* **Data**
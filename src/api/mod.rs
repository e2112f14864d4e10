// SPDX-License-Identifier: AGPL-3.0-or-later
//
// Copyright (C) 2026 Relational Network

use axum::{
    routing::{delete, get, post, put},
    Router,
};
use tower_http::cors::CorsLayer;
use utoipa::OpenApi;
use utoipa_swagger_ui::SwaggerUi;

use crate::{
    engine::{ClaimantClaim, ClaimantEntry},
    models::{
        CreateCampaignRequest, CreateContractRequest, DeleteClaimantsRequest,
        DeleteClaimantsResponse, EnrollClaimantsRequest, RefetchResponse, UpdateCampaignRequest,
    },
    state::AppState,
    storage::{StoredCampaign, StoredClaimant, StoredContract},
};

pub mod campaigns;
pub mod claimants;
pub mod contracts;
pub mod health;

pub fn router(state: AppState) -> Router {
    let v1_routes = Router::new()
        .route(
            "/contracts",
            get(contracts::list_contracts).post(contracts::create_contract),
        )
        .route(
            "/contracts/{contract_id}",
            get(contracts::get_contract).delete(contracts::delete_contract),
        )
        .route(
            "/campaigns",
            get(campaigns::list_campaigns).post(campaigns::create_campaign),
        )
        .route(
            "/campaigns/{campaign_id}",
            get(campaigns::get_campaign)
                .put(campaigns::update_campaign)
                .delete(campaigns::delete_campaign),
        )
        .route(
            "/campaigns/{campaign_id}/activate",
            post(campaigns::activate_campaign),
        )
        .route(
            "/campaigns/{campaign_id}/deactivate",
            post(campaigns::deactivate_campaign),
        )
        .route(
            "/campaigns/{campaign_id}/claimants",
            get(claimants::list_campaign_claimants)
                .post(claimants::enroll_claimants)
                .delete(claimants::delete_campaign_claimants),
        )
        .route(
            "/campaigns/{campaign_id}/claimants/{address}",
            get(claimants::get_campaign_claimant),
        )
        .route(
            "/campaigns/{campaign_id}/refetch",
            post(claimants::refetch_signatures),
        )
        .route("/claims", get(claimants::list_recipient_claims))
        .with_state(state);

    Router::new()
        .route("/health", get(health::health))
        .route("/health/live", get(health::liveness))
        .nest("/v1", v1_routes)
        .merge(SwaggerUi::new("/docs").url("/api-doc/openapi.json", ApiDoc::openapi()))
        .layer(CorsLayer::permissive())
}

#[derive(OpenApi)]
#[openapi(
    paths(
        health::health,
        health::liveness,
        contracts::create_contract,
        contracts::list_contracts,
        contracts::get_contract,
        contracts::delete_contract,
        campaigns::create_campaign,
        campaigns::list_campaigns,
        campaigns::get_campaign,
        campaigns::update_campaign,
        campaigns::activate_campaign,
        campaigns::deactivate_campaign,
        campaigns::delete_campaign,
        claimants::enroll_claimants,
        claimants::list_campaign_claimants,
        claimants::get_campaign_claimant,
        claimants::delete_campaign_claimants,
        claimants::refetch_signatures,
        claimants::list_recipient_claims
    ),
    components(
        schemas(
            StoredContract,
            StoredCampaign,
            StoredClaimant,
            ClaimantClaim,
            ClaimantEntry,
            CreateContractRequest,
            CreateCampaignRequest,
            UpdateCampaignRequest,
            EnrollClaimantsRequest,
            DeleteClaimantsRequest,
            DeleteClaimantsResponse,
            RefetchResponse
        )
    ),
    tags(
        (name = "Health", description = "Service health probes"),
        (name = "Contracts", description = "Drop contract registry"),
        (name = "Campaigns", description = "Campaign administration"),
        (name = "Claimants", description = "Enrollment, claim lookup, and signature refetch")
    )
)]
struct ApiDoc;
// SPDX-License-Identifier: AGPL-3.0-or-later
//
// Copyright (C) 2026 Relational Network

use axum::{
    extract::{Path, Query, State},
    http::StatusCode,
    Json,
};
use serde::Deserialize;
use utoipa::IntoParams;
use uuid::Uuid;

use crate::{
    auth::AdminAuth, engine::normalize_address, error::ApiError, models::CreateContractRequest,
    state::AppState, storage::StoredContract,
};

#[derive(Deserialize, IntoParams)]
pub struct ContractsQuery {
    /// Restrict to contracts on one blockchain.
    pub blockchain: Option<String>,
}

#[utoipa::path(
    post,
    path = "/v1/contracts",
    request_body = CreateContractRequest,
    tag = "Contracts",
    responses(
        (status = 201, body = StoredContract),
        (status = 400, description = "Malformed contract address"),
        (status = 409, description = "Contract already registered")
    )
)]
pub async fn create_contract(
    _admin: AdminAuth,
    State(state): State<AppState>,
    Json(request): Json<CreateContractRequest>,
) -> Result<(StatusCode, Json<StoredContract>), ApiError> {
    let address = normalize_address(&request.address)?;
    let contract = StoredContract::new(
        request.blockchain,
        address,
        request.title,
        request.image_uri,
    );
    state.db.create_contract(&contract)?;
    Ok((StatusCode::CREATED, Json(contract)))
}

#[utoipa::path(
    get,
    path = "/v1/contracts",
    params(ContractsQuery),
    tag = "Contracts",
    responses((status = 200, body = [StoredContract]))
)]
pub async fn list_contracts(
    State(state): State<AppState>,
    Query(params): Query<ContractsQuery>,
) -> Result<Json<Vec<StoredContract>>, ApiError> {
    Ok(Json(state.db.list_contracts(params.blockchain.as_deref())?))
}

#[utoipa::path(
    get,
    path = "/v1/contracts/{contract_id}",
    params(("contract_id" = Uuid, Path, description = "Contract identifier")),
    tag = "Contracts",
    responses((status = 200, body = StoredContract), (status = 404))
)]
pub async fn get_contract(
    State(state): State<AppState>,
    Path(contract_id): Path<Uuid>,
) -> Result<Json<StoredContract>, ApiError> {
    state
        .db
        .get_contract(contract_id)?
        .map(Json)
        .ok_or_else(|| ApiError::not_found(format!("Contract {contract_id}")))
}

#[utoipa::path(
    delete,
    path = "/v1/contracts/{contract_id}",
    params(("contract_id" = Uuid, Path, description = "Contract identifier")),
    tag = "Contracts",
    responses((status = 204), (status = 404))
)]
pub async fn delete_contract(
    _admin: AdminAuth,
    State(state): State<AppState>,
    Path(contract_id): Path<Uuid>,
) -> Result<StatusCode, ApiError> {
    if state.db.delete_contract(contract_id)? {
        Ok(StatusCode::NO_CONTENT)
    } else {
        Err(ApiError::not_found(format!("Contract {contract_id}")))
    }
}
// SPDX-License-Identifier: AGPL-3.0-or-later
//
// Copyright (C) 2026 Relational Network

//! Recipient address normalization.

use std::str::FromStr;

use alloy::primitives::Address;

use super::DropError;

/// Canonicalize a recipient address string to its EIP-55 checksum form.
///
/// All storage keys and commitment hashes are derived from the canonical
/// form, so two spellings of the same address can never produce two rows.
pub fn normalize_address(raw: &str) -> Result<String, DropError> {
    let address =
        Address::from_str(raw.trim()).map_err(|_| DropError::InvalidAddress(raw.to_string()))?;
    Ok(address.to_checksum(None))
}

#[cfg(test)]
mod tests {
    use super::*;

    #[test]
    fn lowercase_input_is_checksummed() {
        let normalized =
            normalize_address("0xfb6916095ca1df60bb79ce92ce3ea74c37c5d359").unwrap();
        assert_eq!(normalized, "0xfB6916095ca1df60bB79Ce92cE3Ea74c37c5d359");
    }

    #[test]
    fn spellings_converge() {
        let lower = normalize_address("0xfb6916095ca1df60bb79ce92ce3ea74c37c5d359").unwrap();
        let upper = normalize_address("0xFB6916095CA1DF60BB79CE92CE3EA74C37C5D359").unwrap();
        let padded = normalize_address("  0xfb6916095ca1df60bb79ce92ce3ea74c37c5d359 ").unwrap();
        assert_eq!(lower, upper);
        assert_eq!(lower, padded);
    }

    #[test]
    fn garbage_is_rejected() {
        assert!(matches!(
            normalize_address("not-an-address"),
            Err(DropError::InvalidAddress(_))
        ));
        assert!(matches!(
            normalize_address("0x1234"),
            Err(DropError::InvalidAddress(_))
        ));
    }
}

* **Aim of the task**
Provide every line from the material that contains the word "EnrollClaimantsRequest".

* **Finished exercise**
        DeleteClaimantsResponse, EnrollClaimantsRequest, RefetchResponse, UpdateCampaignRequest,
            EnrollClaimantsRequest,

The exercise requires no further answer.